“El amor transforma las almas y las hace libres” (San Bernardo de Claraval).
Esta es la extraordinaria obra del Espíritu Santo, que ha sido derramado en nuestros corazones y lleva a cabo su transformación. Conocemos sus siete dones, que sirven para nuestra santificación.
En efecto, es el amor el que nos vuelve receptivos a todo lo que Dios quiere concedernos, porque «Dios es amor» (1Jn 4,16b).
Puesto que el amor es la razón de nuestra existencia, solo Él puede hacernos libres para llegar a ser lo que realmente somos: hijos de Dios.
Veámoslo de la siguiente forma: el Espíritu Santo desciende hasta el fondo de nuestra alma y la ilumina con su presencia. Nuestra alma, a menudo manchada por el pecado y confundida por el error, respira aliviada. Cuando la gracia de Dios la toca profundamente, ella se despierta.
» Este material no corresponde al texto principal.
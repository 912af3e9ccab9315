use anyhow::{anyhow, Result};
use lyric_client::Provider;
use std::path::PathBuf;

const DEFAULT_API_URL: &str = "http://localhost:3000/api";

const USAGE: &str =
    "usage: lyric-tui <primary.lrc> [translation.lrc]\n       lyric-tui --id <id> [--provider <name>] [--api <url>]";

/// 启动参数：本地歌词文件，或通过歌词 API 拉取
pub enum RunArgs {
    File {
        primary: PathBuf,
        translation: Option<PathBuf>,
    },
    Remote {
        provider: Provider,
        id: String,
        api_url: String,
    },
}

impl RunArgs {
    pub fn parse(args: impl Iterator<Item = String>) -> Result<Self> {
        let args: Vec<String> = args.collect();

        if args.iter().any(|arg| arg.starts_with("--")) {
            let mut provider = Provider::Netease;
            let mut id = None;
            let mut api_url = DEFAULT_API_URL.to_string();

            let mut iter = args.iter();
            while let Some(arg) = iter.next() {
                match arg.as_str() {
                    "--provider" => {
                        provider = iter
                            .next()
                            .ok_or_else(|| anyhow!("--provider: Missing argument NAME"))?
                            .parse()?;
                    }
                    "--id" => {
                        id = Some(
                            iter.next()
                                .ok_or_else(|| anyhow!("--id: Missing argument ID"))?
                                .clone(),
                        );
                    }
                    "--api" => {
                        api_url = iter
                            .next()
                            .ok_or_else(|| anyhow!("--api: Missing argument URL"))?
                            .clone();
                    }
                    other => return Err(anyhow!("Invalid argument: {}\n{}", other, USAGE)),
                }
            }

            Ok(Self::Remote {
                provider,
                id: id.ok_or_else(|| anyhow!("--id: Missing argument ID\n{}", USAGE))?,
                api_url,
            })
        } else {
            match args.len() {
                1 => Ok(Self::File {
                    primary: args[0].clone().into(),
                    translation: None,
                }),
                2 => Ok(Self::File {
                    primary: args[0].clone().into(),
                    translation: Some(args[1].clone().into()),
                }),
                _ => Err(anyhow!("{}", USAGE)),
            }
        }
    }
}

#[cfg(test)]
mod tests {
    use super::*;

    #[test]
    fn test_parse_file_args() {
        let args = RunArgs::parse(["song.lrc".to_string()].into_iter()).unwrap();
        assert!(matches!(args, RunArgs::File { translation: None, .. }));

        let args =
            RunArgs::parse(["song.lrc".to_string(), "song.trans.lrc".to_string()].into_iter())
                .unwrap();
        assert!(matches!(args, RunArgs::File { translation: Some(_), .. }));
    }

    #[test]
    fn test_parse_remote_args() {
        let args = RunArgs::parse(
            [
                "--provider".to_string(),
                "tencent".to_string(),
                "--id".to_string(),
                "0039MnYb0qxYhV".to_string(),
            ]
            .into_iter(),
        )
        .unwrap();

        match args {
            RunArgs::Remote {
                provider,
                id,
                api_url,
            } => {
                assert_eq!(provider, Provider::Tencent);
                assert_eq!(id, "0039MnYb0qxYhV");
                assert_eq!(api_url, DEFAULT_API_URL);
            }
            _ => panic!("expected remote args"),
        }
    }

    #[test]
    fn test_missing_id_is_an_error() {
        assert!(RunArgs::parse(["--provider".to_string(), "netease".to_string()].into_iter())
            .is_err());
    }

    #[test]
    fn test_no_args_is_an_error() {
        assert!(RunArgs::parse(std::iter::empty()).is_err());
    }
}
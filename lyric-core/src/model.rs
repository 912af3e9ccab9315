use serde::{Deserialize, Serialize};

/// 一行同步歌词
#[derive(Debug, Clone, PartialEq, Deserialize, Serialize)]
pub struct LyricLine {
    /// 时间戳（s）；无时间戳的行不参与播放同步，永远不会成为当前行
    pub time: Option<f64>,

    /// 歌词正文（已去除全部时间标签）
    pub text: String,

    /// 对齐到本行的翻译歌词
    pub translation: Option<String>,
}

/// 一首歌解析后的全部歌词
///
/// 解析成功后不可变；换歌时丢弃旧值、重新解析，不做原地修改
#[derive(Debug, Clone, Default, PartialEq, Deserialize, Serialize)]
pub struct Lyrics {
    /// 同步歌词行，time 均为 Some 且按时间戳升序
    pub lines: Vec<LyricLine>,

    /// 无时间戳的说明行（作词/作曲等元信息），单独存放，不与同步行混排
    pub captions: Vec<String>,
}

impl Lyrics {
    pub fn is_empty(&self) -> bool {
        self.lines.is_empty()
    }
}
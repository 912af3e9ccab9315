use std::fs;
use std::path::PathBuf;

const APP_NAME: &str = "lyric-tui";

#[allow(unused)]
pub struct Path {
    // 一级目录
    pub data: PathBuf,
    pub cache: PathBuf,

    // 二级目录
    pub lyrics: PathBuf,
}

impl Path {
    pub fn new() -> Self {
        let data = dirs_next::data_dir().unwrap().join(APP_NAME);
        if !data.exists() {
            fs::create_dir(&data).expect("Couldn't create data dir.");
        }

        let cache = dirs_next::cache_dir().unwrap().join(APP_NAME);
        if !cache.exists() {
            fs::create_dir(&cache).expect("Couldn't create cache dir.");
        }

        let lyrics = cache.clone().join("lyrics");
        if !lyrics.exists() {
            fs::create_dir(&lyrics).expect("Couldn't create lyrics dir.");
        }

        Self {
            data,
            cache,
            lyrics,
        }
    }
}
Si empieza a seguir consecuentemente las mociones del Espíritu Santo, el alma se hará cada vez más libre. Purificada por la sangre del Cordero, se libera de las ataduras de su existencia terrenal. Se enfoca en Dios, nuestro Padre, y busca las cosas de arriba (Col 3,1).
Así, el alma se llena cada vez más del amor divino y, bajo su influjo, se transforma en un alma amante de Dios. Entonces se encuentra con la libertad, cuya fuente es Dios mismo, conforme a las palabras de Jesús: “Si el Hijo os da la libertad, seréis verdaderamente libres” (Jn 8,36).
El alma se vuelve cada vez más atenta a Dios. Quiere conocerlo más a fondo y recibir su amor. Se despoja progresivamente de su embotamiento e inmovilidad y se esfuerza por cumplir en todo la voluntad de Dios. Con este enfoque, entra ya en la «tierra prometida». Quiere hacer realidad aquello para lo cual Dios la creó: amarle y hacer su voluntad. En esto radica la verdadera libertad, que el alma transformada por el Espíritu Santo podrá disfrutar para siempre.